EXERCISE DATA
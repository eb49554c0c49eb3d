//! Spacing type for representing physical distances between pixels/voxels.
//!
//! Spacing represents the physical distance between adjacent pixels/voxels
//! along each axis of an image.

use super::Vector;

/// Spacing between adjacent pixels/voxels along each axis.
///
/// Spacing is a vector where each component represents the physical distance
/// between adjacent pixels/voxels along that axis. Components are expected
/// to be positive.
///
/// This is a type alias to Vector for semantic clarity.
pub type Spacing<const D: usize> = Vector<D>;

impl<const D: usize> Spacing<D> {
    /// Create uniform spacing (same value for all dimensions).
    pub fn uniform(value: f64) -> Self {
        let mut spacing = Vector::zeros();
        for i in 0..D {
            spacing[i] = value;
        }
        spacing
    }

    /// Check if spacing is uniform (all components equal).
    pub fn is_uniform(&self) -> bool {
        if D == 0 {
            return true;
        }
        let first = self[0];
        (1..D).all(|i| (self[i] - first).abs() < 1e-9)
    }
}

ASSIGNMENT
Reproduce only this range: the first line of the data above through the line with "component represents the physical distance", both included, exactly as written.

RESPONSE BELOW
repository eb49554c0c49eb3d
//! Spacing type for representing physical distances between pixels/voxels.
//!
//! Spacing represents the physical distance between adjacent pixels/voxels
//! along each axis of an image.

use super::Vector;

/// Spacing between adjacent pixels/voxels along each axis.
///
/// Spacing is a vector where each component represents the physical distance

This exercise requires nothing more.